Task brief:
Would you give the number of lines in the entries that contain the word "cancelled"? Nothing else is needed.

[Collected data entries]
┏━━

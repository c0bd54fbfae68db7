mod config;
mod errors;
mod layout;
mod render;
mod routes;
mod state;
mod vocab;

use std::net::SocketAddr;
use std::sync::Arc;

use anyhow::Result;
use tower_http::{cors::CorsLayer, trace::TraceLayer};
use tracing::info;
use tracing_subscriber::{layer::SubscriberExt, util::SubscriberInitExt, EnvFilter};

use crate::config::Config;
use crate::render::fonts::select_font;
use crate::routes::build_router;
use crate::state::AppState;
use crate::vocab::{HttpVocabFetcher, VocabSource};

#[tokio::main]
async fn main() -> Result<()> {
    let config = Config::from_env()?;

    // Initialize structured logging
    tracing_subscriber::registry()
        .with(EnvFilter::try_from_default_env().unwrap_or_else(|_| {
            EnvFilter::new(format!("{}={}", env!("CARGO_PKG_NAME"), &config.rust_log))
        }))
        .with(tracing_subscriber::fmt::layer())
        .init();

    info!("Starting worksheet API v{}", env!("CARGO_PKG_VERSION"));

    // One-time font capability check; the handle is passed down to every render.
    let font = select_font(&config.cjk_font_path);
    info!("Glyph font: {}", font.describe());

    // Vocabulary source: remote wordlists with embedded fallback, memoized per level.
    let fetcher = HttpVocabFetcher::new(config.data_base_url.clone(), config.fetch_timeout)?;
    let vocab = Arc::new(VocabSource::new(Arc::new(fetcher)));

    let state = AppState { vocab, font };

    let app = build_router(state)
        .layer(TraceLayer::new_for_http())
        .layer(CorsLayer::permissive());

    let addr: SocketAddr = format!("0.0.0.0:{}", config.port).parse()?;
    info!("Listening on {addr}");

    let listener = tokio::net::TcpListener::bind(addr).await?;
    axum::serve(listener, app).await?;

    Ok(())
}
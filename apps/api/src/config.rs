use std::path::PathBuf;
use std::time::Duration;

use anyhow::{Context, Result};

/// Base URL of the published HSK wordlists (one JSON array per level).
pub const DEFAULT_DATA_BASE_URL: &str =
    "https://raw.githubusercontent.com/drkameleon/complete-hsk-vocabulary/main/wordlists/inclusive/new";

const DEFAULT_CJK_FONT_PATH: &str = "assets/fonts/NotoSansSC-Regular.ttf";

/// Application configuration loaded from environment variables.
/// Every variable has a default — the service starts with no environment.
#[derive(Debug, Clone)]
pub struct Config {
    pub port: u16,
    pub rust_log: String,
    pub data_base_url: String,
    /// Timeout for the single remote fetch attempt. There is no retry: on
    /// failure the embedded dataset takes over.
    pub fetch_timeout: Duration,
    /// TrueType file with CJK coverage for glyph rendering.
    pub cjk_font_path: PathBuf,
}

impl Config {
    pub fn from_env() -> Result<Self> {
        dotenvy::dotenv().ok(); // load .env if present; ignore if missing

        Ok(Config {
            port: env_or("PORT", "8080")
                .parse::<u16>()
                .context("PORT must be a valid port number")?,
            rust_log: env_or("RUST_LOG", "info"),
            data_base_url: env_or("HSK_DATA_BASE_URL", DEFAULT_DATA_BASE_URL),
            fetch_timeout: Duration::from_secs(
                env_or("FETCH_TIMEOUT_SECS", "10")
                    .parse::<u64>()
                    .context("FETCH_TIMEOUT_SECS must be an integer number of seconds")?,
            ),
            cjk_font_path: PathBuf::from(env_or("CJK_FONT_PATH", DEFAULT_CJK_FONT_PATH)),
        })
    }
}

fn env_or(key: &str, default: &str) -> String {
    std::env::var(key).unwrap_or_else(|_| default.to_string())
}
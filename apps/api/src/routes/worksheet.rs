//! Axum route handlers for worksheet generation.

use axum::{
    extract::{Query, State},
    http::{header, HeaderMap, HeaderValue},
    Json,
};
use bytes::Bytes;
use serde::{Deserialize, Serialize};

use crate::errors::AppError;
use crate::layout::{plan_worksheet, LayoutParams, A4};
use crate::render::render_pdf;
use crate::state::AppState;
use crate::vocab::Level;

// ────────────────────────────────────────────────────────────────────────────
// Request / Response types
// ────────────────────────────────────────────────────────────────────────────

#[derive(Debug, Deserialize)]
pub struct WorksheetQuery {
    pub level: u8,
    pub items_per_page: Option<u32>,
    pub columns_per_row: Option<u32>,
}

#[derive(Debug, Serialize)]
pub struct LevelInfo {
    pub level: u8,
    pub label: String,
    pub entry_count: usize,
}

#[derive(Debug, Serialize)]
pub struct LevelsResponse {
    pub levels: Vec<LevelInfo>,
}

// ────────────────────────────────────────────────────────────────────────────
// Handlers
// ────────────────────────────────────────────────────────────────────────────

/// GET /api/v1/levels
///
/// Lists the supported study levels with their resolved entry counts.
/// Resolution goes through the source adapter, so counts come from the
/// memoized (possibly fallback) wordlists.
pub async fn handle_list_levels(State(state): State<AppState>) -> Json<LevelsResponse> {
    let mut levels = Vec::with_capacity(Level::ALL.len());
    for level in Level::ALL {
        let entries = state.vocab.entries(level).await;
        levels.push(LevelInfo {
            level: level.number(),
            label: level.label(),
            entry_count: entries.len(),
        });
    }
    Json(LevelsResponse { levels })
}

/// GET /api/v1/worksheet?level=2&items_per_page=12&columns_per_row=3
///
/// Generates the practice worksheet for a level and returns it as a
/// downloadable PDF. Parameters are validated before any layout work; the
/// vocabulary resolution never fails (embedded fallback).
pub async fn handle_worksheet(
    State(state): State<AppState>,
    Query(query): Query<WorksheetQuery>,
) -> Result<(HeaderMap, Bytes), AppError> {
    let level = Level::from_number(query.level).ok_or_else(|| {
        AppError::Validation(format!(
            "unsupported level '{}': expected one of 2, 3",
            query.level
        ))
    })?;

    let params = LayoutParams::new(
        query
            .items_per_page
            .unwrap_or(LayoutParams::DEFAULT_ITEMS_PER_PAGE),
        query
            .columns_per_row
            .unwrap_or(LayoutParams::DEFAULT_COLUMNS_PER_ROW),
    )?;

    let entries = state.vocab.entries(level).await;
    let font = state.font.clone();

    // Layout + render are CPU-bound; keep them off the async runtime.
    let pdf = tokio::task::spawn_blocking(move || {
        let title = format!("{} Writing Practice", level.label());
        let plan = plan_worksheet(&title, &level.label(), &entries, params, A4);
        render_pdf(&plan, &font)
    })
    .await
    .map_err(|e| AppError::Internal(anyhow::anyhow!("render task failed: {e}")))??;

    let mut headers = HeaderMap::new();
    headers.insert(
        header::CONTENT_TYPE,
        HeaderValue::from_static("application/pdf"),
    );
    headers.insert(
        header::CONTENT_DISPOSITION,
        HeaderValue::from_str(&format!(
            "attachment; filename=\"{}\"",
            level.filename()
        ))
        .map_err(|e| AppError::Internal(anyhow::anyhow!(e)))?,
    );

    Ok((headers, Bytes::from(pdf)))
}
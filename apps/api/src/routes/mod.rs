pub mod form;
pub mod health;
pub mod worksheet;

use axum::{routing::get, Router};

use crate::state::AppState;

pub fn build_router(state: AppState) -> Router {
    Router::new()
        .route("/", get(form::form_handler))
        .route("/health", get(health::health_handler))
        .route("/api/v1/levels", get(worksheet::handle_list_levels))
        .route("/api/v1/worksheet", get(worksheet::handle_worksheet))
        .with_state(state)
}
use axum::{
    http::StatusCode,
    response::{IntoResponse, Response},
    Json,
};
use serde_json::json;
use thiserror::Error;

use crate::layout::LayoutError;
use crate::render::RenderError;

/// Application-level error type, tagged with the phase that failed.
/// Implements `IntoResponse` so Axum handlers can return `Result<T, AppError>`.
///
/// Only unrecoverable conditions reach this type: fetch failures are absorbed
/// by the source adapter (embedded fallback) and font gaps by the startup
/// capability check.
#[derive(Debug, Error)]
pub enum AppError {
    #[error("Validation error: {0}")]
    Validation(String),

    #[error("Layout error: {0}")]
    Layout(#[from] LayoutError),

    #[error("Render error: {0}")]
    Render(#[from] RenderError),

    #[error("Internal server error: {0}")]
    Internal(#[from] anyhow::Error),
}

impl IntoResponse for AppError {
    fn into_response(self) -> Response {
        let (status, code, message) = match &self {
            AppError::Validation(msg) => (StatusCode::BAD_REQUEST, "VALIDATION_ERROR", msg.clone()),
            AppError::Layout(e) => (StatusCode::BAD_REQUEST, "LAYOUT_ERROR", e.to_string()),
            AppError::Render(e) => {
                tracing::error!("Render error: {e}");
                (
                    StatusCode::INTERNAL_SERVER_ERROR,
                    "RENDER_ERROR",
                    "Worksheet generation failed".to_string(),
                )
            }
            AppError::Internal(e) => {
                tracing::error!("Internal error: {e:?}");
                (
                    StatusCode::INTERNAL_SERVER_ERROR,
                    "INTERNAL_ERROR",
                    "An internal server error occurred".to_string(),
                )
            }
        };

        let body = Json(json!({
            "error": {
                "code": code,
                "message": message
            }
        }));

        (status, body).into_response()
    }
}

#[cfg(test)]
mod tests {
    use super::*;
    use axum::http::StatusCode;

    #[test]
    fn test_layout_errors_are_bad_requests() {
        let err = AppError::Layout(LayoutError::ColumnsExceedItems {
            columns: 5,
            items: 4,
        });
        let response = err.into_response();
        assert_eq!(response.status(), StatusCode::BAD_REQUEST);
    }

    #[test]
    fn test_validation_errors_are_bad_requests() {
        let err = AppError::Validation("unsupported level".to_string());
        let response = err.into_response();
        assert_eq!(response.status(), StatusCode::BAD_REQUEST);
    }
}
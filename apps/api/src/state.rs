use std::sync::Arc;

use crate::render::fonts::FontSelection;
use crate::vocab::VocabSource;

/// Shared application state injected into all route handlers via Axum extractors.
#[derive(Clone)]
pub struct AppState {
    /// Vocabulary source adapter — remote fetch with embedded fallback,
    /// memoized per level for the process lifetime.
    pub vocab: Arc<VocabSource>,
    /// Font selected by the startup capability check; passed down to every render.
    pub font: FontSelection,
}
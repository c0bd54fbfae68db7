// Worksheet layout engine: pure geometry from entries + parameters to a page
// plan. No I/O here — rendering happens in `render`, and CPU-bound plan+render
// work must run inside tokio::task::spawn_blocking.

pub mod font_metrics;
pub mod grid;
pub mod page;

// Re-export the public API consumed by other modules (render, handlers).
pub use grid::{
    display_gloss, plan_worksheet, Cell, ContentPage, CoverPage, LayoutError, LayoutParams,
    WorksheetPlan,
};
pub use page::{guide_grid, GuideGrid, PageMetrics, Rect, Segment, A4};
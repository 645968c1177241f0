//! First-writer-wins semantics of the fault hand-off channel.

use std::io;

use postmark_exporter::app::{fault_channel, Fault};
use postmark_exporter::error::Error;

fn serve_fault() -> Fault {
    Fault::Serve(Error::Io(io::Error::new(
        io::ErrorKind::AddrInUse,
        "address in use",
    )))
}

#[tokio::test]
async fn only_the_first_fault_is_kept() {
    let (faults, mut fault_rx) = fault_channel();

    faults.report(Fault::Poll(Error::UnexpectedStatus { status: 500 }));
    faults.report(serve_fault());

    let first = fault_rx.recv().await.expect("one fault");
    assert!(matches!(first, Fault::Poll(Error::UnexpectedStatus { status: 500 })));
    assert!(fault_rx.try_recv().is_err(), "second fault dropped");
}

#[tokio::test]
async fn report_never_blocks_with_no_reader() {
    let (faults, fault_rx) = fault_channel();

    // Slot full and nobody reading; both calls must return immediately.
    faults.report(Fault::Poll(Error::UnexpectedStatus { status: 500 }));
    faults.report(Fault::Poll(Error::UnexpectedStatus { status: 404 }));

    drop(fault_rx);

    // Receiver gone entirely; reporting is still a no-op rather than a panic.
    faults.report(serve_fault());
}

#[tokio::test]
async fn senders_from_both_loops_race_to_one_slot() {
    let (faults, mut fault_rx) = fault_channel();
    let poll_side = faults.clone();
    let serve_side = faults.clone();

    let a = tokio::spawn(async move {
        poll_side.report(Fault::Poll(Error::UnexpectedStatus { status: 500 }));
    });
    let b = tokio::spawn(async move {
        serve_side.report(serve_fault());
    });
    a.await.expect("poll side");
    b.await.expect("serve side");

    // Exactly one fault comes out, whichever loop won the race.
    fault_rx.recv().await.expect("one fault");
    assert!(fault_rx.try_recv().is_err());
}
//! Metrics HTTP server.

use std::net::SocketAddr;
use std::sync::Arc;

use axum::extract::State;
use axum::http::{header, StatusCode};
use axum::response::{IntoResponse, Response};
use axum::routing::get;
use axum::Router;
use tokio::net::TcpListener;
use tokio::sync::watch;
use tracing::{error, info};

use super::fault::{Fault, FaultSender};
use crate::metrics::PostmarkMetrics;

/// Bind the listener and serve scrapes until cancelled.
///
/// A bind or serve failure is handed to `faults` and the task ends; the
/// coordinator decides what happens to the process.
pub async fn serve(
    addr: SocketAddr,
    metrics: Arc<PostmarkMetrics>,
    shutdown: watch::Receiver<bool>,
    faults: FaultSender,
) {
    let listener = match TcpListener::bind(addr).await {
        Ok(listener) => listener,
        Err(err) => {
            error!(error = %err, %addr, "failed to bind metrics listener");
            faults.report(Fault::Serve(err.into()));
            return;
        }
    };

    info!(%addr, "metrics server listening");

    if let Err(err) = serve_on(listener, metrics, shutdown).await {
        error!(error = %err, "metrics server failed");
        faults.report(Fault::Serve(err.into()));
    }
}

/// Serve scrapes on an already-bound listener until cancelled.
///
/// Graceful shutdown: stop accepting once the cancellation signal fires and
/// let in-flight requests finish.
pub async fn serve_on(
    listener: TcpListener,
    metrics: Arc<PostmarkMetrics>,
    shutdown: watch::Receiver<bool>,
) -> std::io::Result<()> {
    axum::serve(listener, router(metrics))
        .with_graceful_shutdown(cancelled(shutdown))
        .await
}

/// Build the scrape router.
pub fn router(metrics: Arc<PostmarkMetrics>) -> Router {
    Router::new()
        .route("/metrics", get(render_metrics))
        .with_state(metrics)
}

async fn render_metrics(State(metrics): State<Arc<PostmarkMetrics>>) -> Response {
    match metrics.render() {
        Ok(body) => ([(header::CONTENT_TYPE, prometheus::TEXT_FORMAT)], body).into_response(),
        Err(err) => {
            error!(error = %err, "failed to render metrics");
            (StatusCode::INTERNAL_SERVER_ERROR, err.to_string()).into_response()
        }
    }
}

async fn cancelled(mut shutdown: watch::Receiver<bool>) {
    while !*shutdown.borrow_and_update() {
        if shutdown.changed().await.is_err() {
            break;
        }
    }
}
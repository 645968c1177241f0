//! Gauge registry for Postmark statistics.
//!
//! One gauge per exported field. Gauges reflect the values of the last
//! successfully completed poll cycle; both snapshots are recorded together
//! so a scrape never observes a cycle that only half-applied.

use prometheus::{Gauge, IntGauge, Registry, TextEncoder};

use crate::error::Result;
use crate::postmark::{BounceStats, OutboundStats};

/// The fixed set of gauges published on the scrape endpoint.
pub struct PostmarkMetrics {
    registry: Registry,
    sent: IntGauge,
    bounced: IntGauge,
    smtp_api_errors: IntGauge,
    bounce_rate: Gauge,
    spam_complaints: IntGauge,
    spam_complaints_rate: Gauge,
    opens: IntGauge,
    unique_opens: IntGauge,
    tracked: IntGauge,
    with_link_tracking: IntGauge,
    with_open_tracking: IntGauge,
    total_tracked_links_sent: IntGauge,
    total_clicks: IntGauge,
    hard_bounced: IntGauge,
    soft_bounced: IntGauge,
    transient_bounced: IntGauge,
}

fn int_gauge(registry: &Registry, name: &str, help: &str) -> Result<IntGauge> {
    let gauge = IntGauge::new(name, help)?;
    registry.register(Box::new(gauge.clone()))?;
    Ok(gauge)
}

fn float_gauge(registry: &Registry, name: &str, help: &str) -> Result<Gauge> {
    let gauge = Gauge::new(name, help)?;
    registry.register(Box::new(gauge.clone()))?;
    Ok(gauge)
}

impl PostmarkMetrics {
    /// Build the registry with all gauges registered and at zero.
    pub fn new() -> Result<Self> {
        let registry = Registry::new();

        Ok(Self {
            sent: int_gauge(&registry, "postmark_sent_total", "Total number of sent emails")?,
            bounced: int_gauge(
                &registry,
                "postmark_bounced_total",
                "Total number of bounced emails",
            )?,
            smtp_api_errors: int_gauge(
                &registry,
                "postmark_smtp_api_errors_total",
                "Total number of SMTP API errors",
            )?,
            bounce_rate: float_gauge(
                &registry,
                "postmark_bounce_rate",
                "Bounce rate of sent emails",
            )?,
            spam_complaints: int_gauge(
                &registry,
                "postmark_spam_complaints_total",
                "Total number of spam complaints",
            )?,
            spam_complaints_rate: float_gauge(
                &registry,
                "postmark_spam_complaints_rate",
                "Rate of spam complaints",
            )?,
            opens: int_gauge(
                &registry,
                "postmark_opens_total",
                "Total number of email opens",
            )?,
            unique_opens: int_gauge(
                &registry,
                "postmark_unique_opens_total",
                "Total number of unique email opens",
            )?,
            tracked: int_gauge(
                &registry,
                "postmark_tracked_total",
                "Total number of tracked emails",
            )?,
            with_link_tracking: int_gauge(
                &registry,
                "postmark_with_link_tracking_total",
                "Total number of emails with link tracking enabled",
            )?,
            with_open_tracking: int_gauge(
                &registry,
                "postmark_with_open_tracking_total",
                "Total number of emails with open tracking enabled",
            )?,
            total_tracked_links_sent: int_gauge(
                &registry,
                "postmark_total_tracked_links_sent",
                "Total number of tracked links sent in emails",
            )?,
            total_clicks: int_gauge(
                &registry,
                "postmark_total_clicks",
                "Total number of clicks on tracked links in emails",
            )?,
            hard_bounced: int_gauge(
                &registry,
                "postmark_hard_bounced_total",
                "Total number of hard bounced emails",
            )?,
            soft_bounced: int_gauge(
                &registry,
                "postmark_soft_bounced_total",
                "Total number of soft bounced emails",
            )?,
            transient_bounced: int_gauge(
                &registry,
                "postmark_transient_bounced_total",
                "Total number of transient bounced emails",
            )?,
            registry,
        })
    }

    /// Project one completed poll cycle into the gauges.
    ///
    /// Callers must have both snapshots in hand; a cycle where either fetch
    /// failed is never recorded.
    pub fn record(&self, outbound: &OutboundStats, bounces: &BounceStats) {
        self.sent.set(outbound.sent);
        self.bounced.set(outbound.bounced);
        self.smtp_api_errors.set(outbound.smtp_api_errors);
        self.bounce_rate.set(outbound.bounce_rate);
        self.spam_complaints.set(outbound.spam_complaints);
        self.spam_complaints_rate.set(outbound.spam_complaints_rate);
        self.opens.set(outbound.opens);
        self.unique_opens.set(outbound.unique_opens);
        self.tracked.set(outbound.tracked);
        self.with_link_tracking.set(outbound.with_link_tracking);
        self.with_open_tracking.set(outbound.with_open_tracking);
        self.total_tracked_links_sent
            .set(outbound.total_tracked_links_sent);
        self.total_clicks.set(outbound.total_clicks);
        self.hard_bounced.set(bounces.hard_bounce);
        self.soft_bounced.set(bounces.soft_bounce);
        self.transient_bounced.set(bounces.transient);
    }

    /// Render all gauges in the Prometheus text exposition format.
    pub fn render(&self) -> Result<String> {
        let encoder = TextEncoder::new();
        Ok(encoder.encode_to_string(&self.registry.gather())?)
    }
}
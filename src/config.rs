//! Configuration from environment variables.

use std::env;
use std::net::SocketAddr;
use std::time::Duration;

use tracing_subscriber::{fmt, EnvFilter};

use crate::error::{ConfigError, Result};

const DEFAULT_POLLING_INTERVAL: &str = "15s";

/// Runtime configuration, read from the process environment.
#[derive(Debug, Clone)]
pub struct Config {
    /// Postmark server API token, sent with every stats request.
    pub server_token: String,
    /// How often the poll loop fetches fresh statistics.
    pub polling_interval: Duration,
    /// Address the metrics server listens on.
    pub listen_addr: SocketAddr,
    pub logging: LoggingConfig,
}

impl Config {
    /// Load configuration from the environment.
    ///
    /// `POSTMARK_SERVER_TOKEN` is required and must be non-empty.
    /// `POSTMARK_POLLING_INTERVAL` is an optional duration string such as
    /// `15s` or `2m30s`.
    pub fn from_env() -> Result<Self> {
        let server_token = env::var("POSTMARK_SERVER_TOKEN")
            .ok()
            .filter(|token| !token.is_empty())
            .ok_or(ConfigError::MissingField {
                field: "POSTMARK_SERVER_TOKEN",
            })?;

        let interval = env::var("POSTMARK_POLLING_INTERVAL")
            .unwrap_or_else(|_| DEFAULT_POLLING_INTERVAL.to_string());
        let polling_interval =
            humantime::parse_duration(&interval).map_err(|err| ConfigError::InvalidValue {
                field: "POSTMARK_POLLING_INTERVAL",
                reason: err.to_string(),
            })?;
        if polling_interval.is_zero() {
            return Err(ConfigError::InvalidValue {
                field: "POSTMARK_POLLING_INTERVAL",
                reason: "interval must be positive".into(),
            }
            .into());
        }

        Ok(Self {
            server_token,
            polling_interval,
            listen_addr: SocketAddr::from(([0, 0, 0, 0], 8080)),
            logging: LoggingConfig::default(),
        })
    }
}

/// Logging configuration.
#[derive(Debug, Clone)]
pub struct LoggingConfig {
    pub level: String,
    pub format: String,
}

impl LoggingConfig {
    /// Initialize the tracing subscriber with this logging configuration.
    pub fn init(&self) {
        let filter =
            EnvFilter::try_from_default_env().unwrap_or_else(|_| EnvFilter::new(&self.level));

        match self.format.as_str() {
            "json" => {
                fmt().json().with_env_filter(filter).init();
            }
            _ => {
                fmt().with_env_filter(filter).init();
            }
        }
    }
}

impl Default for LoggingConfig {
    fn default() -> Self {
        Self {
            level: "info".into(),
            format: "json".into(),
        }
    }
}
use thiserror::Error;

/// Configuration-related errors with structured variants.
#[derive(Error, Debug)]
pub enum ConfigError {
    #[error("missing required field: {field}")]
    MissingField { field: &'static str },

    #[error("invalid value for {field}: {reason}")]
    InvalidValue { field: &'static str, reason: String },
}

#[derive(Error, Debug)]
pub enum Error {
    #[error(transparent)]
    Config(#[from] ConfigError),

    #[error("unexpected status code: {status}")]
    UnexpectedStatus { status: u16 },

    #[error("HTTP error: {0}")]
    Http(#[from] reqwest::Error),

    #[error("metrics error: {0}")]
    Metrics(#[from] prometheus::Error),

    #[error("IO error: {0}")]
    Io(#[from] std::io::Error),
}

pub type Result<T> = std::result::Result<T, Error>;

┗━━

Response below:
4